[Work request]
All lines holding the string "ByGenre" should be copied from the data below.

[Dataset entries]
——

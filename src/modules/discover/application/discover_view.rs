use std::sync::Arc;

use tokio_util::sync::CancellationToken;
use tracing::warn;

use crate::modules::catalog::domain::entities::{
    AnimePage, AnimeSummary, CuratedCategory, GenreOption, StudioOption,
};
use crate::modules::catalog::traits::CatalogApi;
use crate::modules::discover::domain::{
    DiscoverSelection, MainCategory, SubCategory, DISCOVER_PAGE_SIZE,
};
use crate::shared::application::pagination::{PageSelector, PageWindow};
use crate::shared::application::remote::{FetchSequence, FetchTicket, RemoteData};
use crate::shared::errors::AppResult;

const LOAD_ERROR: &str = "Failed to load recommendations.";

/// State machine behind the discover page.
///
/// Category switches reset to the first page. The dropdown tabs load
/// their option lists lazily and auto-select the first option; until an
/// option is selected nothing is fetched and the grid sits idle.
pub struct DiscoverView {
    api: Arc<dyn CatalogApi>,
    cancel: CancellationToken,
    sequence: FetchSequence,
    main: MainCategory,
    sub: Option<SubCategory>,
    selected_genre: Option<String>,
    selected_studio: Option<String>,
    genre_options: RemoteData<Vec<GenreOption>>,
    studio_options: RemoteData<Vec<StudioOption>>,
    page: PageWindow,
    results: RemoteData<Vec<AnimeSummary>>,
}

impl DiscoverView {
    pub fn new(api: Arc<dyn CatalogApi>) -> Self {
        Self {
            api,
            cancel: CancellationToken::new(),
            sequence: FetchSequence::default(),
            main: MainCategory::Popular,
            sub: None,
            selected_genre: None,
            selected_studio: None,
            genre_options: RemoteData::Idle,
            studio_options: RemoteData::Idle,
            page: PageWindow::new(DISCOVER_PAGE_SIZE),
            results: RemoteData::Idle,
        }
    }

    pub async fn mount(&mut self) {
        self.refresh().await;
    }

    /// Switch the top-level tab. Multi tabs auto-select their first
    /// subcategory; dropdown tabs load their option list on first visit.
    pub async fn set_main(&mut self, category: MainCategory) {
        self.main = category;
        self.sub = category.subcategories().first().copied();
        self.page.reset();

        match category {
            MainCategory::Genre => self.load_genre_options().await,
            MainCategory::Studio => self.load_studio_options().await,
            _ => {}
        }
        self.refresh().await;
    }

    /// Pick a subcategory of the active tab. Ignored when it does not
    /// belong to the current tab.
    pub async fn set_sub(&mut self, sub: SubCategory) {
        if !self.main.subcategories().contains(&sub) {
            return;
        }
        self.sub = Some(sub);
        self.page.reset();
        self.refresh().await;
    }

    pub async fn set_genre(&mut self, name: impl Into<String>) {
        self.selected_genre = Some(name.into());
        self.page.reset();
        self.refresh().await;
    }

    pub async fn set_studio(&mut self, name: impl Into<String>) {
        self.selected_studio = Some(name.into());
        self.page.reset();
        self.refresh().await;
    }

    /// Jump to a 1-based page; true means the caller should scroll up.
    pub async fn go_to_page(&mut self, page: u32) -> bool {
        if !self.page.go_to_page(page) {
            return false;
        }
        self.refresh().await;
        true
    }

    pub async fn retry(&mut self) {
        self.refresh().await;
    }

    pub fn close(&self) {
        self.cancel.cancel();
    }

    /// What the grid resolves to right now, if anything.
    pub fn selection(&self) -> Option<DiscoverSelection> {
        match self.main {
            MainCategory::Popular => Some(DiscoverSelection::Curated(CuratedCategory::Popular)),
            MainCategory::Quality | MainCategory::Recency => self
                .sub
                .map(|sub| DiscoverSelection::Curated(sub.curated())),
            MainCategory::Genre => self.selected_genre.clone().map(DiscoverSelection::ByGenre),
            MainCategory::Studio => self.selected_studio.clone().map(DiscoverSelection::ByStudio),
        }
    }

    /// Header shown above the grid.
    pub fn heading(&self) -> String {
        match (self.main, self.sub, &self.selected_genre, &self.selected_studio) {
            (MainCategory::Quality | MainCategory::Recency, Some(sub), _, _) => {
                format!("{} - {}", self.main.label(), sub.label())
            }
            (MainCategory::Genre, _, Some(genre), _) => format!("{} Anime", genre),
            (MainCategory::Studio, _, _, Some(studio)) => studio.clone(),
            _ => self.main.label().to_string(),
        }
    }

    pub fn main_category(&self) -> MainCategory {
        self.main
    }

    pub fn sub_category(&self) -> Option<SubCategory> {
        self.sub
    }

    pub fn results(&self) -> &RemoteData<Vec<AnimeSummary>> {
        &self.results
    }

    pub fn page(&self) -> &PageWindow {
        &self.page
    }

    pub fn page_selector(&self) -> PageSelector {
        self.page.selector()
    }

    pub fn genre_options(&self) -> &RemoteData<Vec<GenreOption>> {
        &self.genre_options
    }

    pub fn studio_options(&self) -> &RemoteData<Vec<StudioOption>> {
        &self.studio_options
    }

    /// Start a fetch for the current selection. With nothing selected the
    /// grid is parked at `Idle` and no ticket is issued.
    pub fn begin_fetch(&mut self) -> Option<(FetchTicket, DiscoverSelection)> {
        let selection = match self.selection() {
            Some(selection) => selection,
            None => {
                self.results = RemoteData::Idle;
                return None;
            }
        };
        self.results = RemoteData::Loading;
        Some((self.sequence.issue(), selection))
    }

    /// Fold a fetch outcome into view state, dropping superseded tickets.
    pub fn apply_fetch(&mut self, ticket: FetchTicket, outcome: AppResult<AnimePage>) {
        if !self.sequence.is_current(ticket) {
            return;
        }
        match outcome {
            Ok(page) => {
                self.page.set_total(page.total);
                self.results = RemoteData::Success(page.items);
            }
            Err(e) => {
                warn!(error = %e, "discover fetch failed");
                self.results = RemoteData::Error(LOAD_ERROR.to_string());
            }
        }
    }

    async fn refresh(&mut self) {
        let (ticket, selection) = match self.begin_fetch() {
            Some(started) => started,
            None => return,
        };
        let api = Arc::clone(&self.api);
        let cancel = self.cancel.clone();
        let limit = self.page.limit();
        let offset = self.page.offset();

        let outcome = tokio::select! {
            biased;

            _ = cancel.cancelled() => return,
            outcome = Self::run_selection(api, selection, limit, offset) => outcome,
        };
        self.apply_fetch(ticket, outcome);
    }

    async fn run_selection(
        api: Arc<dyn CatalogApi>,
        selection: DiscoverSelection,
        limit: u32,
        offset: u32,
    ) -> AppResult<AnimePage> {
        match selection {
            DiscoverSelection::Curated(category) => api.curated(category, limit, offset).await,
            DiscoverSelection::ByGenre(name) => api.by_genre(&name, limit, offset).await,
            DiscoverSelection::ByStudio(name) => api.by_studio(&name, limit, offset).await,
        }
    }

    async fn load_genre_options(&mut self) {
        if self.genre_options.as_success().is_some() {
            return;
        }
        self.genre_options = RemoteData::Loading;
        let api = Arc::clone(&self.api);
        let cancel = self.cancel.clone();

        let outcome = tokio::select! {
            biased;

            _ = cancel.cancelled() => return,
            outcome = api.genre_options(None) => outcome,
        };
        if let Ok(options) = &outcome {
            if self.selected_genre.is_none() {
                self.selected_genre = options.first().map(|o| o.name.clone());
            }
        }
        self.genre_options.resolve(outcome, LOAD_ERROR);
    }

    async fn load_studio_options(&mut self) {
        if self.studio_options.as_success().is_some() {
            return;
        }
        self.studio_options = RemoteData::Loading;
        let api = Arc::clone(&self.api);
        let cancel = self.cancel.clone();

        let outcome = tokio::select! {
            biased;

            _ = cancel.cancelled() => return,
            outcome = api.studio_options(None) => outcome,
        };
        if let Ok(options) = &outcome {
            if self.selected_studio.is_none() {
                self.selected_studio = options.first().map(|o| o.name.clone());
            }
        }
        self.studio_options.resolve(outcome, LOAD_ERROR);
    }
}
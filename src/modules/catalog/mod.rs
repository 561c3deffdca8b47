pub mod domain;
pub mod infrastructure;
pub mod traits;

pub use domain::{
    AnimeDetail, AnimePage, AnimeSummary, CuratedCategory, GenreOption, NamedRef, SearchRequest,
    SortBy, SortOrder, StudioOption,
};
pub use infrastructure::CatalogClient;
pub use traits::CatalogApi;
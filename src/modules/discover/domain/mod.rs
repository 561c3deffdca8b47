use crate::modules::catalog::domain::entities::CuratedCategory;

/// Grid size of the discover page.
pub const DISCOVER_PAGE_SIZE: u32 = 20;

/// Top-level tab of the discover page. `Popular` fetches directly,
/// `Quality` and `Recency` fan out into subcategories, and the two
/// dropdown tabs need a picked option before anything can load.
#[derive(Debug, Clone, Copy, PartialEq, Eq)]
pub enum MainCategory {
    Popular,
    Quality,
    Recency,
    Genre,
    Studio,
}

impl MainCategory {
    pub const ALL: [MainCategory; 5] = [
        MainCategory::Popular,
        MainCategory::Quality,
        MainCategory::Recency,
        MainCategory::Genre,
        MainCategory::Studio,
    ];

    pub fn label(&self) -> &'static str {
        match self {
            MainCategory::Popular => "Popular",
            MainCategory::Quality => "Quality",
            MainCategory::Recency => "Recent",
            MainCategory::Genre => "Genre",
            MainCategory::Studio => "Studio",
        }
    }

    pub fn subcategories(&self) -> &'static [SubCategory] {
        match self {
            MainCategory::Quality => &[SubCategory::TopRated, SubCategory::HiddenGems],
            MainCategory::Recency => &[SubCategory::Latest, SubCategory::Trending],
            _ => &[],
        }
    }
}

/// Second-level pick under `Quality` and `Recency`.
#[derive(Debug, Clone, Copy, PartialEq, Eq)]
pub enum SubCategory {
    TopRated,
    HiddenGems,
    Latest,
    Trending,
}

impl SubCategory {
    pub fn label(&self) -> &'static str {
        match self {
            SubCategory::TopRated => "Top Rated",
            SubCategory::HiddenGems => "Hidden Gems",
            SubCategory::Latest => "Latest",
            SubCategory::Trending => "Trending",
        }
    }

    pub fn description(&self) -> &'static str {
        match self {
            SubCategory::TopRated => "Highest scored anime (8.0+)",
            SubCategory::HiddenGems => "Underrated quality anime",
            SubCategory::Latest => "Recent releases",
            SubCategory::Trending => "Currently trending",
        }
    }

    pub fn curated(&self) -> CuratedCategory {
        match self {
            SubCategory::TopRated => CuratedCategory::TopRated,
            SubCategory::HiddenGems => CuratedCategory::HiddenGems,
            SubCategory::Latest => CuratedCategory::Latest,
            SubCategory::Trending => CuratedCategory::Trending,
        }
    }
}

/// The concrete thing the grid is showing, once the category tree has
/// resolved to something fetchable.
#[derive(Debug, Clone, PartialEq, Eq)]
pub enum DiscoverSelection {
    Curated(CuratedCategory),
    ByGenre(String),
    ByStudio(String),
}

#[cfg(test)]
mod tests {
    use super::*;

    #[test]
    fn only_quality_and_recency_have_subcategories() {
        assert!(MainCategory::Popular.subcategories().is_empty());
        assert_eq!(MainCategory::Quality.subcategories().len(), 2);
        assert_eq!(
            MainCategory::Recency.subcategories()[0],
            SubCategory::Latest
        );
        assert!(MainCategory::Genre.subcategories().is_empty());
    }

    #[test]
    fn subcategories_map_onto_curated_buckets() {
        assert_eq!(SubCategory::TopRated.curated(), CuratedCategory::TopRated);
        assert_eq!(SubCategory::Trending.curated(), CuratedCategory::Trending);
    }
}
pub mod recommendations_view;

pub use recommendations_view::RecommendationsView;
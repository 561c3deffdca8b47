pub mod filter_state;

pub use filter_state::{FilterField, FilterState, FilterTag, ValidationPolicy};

——

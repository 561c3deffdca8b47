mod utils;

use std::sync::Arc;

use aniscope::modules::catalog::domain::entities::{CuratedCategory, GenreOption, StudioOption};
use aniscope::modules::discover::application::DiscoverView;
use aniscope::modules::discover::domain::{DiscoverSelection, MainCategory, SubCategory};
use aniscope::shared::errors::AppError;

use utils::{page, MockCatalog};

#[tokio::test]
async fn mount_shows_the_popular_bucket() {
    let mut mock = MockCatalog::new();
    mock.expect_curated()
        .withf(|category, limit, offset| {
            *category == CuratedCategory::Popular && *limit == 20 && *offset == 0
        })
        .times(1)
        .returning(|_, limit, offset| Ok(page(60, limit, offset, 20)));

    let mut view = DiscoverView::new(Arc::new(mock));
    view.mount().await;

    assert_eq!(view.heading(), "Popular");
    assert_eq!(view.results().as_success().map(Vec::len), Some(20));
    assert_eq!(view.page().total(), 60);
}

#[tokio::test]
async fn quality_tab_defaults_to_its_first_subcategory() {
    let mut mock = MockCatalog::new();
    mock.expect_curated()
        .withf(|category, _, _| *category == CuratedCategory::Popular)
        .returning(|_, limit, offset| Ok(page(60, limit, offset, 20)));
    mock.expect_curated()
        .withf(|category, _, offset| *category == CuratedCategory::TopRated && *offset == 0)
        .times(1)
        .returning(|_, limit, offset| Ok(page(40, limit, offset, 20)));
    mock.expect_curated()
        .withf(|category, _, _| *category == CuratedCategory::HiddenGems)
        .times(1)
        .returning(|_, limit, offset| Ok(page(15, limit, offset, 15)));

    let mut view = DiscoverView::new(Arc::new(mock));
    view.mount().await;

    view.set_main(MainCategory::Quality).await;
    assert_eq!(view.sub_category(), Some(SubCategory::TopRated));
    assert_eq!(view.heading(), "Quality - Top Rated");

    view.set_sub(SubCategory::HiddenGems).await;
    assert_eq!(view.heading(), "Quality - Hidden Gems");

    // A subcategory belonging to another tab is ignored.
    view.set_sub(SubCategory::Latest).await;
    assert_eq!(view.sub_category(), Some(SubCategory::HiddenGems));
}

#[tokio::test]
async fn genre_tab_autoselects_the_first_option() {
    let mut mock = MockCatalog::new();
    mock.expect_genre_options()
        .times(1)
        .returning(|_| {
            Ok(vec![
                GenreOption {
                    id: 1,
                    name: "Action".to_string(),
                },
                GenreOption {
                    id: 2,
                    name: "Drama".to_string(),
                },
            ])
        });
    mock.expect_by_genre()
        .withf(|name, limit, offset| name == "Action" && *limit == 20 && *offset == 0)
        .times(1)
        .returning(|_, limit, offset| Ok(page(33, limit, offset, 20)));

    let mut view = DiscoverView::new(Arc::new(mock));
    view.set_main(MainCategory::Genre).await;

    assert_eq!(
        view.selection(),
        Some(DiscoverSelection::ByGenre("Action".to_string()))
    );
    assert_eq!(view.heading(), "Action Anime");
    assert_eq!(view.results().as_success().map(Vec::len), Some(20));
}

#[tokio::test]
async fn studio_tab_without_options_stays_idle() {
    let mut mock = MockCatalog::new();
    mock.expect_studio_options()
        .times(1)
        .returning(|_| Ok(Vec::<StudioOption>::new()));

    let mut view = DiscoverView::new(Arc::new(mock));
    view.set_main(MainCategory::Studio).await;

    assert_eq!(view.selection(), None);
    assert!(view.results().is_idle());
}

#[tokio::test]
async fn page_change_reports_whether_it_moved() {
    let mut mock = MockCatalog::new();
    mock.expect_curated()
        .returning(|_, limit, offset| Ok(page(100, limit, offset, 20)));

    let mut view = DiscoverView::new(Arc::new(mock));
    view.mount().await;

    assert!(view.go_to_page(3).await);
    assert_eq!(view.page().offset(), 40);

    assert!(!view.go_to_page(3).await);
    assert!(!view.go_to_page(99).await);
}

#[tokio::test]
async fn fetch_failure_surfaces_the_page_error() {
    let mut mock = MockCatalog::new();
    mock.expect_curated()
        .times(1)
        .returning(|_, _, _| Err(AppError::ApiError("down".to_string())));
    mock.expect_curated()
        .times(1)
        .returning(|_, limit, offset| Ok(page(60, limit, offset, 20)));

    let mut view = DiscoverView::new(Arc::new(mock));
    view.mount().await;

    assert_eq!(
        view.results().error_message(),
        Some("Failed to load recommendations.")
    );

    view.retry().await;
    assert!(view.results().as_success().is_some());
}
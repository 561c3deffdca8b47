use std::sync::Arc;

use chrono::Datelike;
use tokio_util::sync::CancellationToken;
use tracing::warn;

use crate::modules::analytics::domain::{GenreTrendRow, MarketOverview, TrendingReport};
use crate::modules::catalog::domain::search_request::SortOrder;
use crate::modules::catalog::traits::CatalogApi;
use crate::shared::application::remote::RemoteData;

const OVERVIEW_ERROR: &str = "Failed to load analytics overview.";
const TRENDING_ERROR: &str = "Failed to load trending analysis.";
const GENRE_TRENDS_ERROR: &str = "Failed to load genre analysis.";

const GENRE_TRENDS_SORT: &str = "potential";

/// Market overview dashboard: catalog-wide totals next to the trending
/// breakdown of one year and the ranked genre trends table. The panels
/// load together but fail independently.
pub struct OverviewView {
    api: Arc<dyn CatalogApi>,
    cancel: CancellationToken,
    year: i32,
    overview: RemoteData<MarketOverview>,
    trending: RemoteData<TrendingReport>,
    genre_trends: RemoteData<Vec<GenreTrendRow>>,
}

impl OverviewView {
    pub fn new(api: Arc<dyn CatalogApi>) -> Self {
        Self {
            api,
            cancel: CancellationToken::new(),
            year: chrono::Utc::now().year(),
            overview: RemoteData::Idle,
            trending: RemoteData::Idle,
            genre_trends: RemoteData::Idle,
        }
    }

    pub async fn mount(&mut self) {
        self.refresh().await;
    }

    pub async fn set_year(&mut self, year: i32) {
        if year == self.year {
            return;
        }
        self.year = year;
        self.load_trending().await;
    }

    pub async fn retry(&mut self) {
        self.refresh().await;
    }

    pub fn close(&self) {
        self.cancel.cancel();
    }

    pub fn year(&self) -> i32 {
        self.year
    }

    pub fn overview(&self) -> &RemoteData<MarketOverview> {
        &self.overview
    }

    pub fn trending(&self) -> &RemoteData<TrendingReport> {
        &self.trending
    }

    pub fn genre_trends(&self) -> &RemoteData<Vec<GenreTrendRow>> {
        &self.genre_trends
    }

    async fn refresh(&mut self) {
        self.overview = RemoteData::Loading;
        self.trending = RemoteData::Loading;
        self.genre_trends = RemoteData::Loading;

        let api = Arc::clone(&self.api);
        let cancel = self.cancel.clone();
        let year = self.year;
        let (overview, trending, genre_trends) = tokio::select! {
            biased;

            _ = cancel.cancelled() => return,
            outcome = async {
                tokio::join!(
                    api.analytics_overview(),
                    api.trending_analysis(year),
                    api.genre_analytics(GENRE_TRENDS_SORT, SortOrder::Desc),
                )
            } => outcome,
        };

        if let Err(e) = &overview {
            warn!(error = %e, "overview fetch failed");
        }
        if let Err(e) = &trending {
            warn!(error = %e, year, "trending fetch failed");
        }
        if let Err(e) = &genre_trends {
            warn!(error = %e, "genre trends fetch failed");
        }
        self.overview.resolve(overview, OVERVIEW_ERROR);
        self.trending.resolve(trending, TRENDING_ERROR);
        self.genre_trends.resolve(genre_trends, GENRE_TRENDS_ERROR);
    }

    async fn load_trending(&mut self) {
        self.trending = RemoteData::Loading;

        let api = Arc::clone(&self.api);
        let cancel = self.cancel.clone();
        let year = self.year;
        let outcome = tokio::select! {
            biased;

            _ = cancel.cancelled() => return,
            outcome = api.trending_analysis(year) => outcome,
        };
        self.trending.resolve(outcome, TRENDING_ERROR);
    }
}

——

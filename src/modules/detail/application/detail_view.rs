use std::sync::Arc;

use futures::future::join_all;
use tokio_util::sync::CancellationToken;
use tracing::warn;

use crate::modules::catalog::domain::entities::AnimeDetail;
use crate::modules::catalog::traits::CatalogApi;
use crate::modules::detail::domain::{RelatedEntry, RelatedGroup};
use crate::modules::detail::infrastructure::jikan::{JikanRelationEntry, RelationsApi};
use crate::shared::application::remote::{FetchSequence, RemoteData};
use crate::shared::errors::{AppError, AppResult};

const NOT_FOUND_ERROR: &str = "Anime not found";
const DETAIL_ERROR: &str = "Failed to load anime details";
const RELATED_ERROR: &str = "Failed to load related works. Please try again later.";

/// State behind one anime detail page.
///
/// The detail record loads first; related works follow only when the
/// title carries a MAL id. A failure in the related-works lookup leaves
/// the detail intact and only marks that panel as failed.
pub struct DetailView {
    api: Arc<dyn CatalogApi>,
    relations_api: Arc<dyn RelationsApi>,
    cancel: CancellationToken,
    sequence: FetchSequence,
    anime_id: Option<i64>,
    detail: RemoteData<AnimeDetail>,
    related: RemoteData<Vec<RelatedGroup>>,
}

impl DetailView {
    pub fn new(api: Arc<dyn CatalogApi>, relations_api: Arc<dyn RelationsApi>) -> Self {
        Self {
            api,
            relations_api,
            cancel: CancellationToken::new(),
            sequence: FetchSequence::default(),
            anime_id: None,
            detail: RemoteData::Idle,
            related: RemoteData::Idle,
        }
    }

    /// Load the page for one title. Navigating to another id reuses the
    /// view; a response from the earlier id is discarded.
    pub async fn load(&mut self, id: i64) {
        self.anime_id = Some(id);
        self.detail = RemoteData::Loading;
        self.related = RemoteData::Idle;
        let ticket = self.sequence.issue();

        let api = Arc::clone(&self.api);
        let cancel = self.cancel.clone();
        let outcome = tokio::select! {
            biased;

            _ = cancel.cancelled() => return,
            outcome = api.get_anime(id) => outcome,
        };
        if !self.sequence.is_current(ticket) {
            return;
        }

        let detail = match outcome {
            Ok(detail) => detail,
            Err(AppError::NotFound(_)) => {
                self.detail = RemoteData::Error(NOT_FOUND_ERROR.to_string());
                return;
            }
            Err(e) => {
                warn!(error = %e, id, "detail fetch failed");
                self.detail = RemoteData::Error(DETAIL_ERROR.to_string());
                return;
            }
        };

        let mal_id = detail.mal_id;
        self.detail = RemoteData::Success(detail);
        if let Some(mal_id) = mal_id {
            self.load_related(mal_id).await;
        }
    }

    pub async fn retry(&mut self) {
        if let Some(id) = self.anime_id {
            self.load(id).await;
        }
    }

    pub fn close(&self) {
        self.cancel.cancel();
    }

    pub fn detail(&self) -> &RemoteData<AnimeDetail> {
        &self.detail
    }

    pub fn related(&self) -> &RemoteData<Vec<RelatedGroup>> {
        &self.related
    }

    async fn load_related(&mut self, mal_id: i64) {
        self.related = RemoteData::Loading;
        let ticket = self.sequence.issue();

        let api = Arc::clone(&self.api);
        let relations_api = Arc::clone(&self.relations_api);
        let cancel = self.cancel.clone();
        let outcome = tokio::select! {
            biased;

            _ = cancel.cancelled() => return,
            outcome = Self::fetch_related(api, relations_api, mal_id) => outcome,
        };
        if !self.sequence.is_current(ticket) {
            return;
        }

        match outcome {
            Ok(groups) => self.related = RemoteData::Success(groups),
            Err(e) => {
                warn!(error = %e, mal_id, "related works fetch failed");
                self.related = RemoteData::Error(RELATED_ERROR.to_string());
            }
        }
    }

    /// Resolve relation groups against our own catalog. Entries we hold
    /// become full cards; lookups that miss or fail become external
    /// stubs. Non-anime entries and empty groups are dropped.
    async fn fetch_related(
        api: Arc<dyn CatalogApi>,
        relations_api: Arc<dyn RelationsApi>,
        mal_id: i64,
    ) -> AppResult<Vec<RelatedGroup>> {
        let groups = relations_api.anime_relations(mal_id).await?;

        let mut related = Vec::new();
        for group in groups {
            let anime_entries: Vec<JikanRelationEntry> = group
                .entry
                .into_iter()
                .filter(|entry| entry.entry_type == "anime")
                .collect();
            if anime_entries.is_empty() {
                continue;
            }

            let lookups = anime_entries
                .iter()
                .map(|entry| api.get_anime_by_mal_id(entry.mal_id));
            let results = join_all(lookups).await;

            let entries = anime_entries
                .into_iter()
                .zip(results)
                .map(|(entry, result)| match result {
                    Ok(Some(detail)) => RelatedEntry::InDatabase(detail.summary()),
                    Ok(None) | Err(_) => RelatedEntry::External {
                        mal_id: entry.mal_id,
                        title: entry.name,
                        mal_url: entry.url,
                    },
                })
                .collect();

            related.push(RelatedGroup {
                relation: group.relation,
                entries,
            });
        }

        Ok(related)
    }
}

——

[Exercise result]
            MainCategory::Genre => self.selected_genre.clone().map(DiscoverSelection::ByGenre),
            DiscoverSelection::ByGenre(name) => api.by_genre(&name, limit, offset).await,
    ByGenre(String),
        Some(DiscoverSelection::ByGenre("Action".to_string()))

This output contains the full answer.